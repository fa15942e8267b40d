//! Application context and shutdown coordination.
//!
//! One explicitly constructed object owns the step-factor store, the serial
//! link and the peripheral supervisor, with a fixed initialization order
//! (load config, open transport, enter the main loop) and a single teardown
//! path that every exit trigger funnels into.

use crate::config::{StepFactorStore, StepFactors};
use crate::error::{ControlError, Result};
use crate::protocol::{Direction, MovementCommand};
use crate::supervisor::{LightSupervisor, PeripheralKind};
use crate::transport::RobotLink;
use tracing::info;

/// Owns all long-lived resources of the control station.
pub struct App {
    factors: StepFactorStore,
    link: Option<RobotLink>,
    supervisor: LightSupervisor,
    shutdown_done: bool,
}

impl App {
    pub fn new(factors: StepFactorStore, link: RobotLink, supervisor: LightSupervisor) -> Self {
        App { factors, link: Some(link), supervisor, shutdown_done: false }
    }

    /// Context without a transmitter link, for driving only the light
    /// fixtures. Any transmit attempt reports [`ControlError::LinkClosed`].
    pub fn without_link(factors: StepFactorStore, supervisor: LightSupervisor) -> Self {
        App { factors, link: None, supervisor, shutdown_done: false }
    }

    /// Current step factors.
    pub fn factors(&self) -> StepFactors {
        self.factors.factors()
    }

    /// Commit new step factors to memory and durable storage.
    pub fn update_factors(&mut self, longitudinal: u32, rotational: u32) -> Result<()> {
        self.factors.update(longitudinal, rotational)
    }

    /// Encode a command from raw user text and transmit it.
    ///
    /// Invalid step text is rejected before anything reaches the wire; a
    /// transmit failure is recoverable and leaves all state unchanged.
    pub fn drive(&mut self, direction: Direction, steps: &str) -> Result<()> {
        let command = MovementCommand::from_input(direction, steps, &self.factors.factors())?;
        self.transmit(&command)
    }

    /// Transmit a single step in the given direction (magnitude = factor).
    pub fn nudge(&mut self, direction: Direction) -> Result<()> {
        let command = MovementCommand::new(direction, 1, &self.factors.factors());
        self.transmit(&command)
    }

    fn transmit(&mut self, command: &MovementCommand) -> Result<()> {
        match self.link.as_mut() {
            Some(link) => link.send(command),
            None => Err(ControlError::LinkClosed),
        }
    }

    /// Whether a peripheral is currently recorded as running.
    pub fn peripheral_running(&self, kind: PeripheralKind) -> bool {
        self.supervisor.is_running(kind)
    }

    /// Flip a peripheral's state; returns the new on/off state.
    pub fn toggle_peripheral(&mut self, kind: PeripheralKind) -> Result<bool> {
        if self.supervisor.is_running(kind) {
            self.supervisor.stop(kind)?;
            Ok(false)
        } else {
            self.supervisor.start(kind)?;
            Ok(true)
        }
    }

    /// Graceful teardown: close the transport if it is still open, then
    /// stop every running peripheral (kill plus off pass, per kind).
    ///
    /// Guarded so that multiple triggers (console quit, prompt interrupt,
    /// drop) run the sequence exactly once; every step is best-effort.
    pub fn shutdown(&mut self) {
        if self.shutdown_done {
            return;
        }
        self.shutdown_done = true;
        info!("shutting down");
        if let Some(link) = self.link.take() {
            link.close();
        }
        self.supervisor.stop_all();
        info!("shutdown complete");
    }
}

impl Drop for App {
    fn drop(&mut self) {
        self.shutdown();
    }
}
####
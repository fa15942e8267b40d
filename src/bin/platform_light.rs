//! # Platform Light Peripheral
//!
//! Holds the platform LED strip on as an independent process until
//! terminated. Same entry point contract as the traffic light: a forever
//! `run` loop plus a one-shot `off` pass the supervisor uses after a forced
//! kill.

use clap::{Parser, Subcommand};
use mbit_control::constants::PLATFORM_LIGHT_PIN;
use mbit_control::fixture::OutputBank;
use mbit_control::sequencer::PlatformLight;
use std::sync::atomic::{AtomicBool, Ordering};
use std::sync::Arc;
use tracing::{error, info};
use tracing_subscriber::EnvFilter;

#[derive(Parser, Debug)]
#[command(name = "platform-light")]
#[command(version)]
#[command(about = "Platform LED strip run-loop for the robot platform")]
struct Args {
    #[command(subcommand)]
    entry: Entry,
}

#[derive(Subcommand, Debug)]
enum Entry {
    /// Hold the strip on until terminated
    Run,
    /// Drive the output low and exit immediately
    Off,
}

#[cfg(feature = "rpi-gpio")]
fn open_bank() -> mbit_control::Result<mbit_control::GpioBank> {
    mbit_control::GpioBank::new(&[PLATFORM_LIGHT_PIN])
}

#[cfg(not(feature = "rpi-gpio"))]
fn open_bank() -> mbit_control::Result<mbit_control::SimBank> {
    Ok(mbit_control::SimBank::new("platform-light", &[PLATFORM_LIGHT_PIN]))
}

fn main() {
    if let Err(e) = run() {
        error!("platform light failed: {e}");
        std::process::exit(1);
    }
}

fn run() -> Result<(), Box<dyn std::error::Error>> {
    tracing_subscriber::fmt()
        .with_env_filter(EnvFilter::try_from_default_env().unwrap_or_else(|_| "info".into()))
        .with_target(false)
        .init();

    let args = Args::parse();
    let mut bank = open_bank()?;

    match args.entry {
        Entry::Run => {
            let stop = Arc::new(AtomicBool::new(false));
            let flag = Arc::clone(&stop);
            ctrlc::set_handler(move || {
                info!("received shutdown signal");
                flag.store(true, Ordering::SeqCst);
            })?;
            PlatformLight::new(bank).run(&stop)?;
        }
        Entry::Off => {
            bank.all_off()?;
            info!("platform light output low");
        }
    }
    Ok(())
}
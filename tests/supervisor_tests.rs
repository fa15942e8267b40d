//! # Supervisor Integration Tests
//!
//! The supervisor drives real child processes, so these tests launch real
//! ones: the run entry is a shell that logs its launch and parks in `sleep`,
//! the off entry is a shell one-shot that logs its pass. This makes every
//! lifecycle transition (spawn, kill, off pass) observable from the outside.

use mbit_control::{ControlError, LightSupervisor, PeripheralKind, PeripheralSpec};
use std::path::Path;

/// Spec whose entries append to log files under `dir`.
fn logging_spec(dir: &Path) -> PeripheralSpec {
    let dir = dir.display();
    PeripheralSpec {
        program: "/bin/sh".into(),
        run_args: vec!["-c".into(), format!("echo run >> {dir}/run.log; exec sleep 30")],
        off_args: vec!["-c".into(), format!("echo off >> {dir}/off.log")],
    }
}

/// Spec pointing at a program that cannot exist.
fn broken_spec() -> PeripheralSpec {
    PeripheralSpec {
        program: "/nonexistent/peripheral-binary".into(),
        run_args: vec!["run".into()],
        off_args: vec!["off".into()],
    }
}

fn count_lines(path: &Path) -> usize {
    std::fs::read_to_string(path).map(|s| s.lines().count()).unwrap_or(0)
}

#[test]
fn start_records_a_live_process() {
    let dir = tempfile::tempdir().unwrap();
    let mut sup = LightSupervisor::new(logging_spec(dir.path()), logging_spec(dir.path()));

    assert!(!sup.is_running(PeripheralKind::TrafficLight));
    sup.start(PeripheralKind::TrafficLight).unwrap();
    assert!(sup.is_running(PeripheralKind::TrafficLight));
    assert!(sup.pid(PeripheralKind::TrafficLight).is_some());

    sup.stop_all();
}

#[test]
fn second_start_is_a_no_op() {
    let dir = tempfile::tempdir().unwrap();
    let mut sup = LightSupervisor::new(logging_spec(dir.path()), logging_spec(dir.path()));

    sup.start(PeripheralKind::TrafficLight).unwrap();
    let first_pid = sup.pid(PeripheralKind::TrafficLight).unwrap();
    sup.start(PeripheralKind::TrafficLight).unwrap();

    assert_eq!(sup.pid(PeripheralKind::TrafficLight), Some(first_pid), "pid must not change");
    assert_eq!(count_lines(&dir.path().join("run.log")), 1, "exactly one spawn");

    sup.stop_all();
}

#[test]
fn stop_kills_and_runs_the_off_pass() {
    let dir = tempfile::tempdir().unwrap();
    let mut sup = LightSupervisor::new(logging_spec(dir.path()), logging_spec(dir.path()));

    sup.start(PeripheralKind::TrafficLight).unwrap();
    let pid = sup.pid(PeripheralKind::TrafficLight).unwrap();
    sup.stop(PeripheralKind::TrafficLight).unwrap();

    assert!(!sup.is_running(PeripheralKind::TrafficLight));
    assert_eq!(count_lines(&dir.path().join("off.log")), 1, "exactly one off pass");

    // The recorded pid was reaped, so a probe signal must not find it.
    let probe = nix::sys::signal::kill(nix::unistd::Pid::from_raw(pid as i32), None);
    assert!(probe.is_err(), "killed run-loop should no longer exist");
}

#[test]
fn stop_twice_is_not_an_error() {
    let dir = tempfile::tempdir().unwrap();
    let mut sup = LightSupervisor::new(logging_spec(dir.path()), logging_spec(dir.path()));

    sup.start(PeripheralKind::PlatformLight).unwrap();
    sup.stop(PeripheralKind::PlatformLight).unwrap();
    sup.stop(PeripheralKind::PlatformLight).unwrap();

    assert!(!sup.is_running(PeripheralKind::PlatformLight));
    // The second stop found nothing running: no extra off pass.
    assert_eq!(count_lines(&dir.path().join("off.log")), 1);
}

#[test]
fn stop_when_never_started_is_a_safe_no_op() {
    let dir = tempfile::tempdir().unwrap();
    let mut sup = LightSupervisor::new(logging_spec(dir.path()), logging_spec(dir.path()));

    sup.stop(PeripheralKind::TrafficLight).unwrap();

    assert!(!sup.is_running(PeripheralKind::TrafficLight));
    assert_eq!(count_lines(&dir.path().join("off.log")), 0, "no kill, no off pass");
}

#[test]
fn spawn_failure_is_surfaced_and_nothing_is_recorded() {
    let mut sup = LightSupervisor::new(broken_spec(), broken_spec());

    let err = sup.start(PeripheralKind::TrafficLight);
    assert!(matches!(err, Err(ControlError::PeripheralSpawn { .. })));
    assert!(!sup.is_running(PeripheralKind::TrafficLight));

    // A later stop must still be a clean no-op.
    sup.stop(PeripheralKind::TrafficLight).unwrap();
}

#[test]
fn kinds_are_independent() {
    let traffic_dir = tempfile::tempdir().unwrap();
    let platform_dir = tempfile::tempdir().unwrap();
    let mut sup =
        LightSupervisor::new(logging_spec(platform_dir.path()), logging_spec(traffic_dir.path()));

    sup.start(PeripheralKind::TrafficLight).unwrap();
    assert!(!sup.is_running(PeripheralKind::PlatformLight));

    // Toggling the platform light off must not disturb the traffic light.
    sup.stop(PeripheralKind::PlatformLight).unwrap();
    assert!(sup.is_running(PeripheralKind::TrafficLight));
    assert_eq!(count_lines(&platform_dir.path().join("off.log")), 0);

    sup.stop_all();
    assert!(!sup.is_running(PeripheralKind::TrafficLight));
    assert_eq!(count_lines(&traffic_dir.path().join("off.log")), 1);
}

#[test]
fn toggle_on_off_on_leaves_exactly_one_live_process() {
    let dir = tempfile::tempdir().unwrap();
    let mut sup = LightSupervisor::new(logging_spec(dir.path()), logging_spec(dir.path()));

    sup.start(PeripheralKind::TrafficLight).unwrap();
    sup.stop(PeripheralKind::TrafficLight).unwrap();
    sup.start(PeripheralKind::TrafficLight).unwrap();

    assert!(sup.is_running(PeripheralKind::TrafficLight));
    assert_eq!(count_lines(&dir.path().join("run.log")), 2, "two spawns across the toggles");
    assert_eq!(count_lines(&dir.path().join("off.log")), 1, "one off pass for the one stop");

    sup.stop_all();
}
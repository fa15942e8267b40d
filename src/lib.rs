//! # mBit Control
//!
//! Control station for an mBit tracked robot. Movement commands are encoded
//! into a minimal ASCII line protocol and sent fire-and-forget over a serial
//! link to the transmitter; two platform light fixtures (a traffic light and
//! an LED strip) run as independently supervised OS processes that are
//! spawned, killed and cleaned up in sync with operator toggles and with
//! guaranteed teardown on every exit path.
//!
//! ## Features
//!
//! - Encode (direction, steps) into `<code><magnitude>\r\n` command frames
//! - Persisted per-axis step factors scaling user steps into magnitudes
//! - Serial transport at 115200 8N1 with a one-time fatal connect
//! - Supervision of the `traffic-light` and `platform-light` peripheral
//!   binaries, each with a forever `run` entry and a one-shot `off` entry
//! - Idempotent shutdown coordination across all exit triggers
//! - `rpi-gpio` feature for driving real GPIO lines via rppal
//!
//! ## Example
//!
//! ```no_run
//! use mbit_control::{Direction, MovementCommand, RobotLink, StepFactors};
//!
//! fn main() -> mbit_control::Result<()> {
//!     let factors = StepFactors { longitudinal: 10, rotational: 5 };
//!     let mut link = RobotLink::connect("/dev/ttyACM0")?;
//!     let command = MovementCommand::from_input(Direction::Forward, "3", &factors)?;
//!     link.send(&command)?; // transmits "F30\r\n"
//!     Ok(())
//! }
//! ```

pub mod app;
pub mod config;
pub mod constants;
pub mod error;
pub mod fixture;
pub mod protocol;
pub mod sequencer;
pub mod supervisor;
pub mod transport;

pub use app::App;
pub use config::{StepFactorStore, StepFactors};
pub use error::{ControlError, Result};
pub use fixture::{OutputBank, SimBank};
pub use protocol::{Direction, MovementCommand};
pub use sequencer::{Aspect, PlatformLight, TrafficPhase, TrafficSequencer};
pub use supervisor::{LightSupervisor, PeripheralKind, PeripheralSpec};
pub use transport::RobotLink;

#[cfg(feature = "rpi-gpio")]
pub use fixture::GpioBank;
####
_REQUIREMENT_
Return word for word the lines above from the line with "pub struct App" to the line with "RobotLink, supervisor: LightSupervisor)", including both and leaving out all others.

_EXERCISE ANSWER_
pub struct App {
    factors: StepFactorStore,
    link: Option<RobotLink>,
    supervisor: LightSupervisor,
    shutdown_done: bool,
}

impl App {
    pub fn new(factors: StepFactorStore, link: RobotLink, supervisor: LightSupervisor) -> Self {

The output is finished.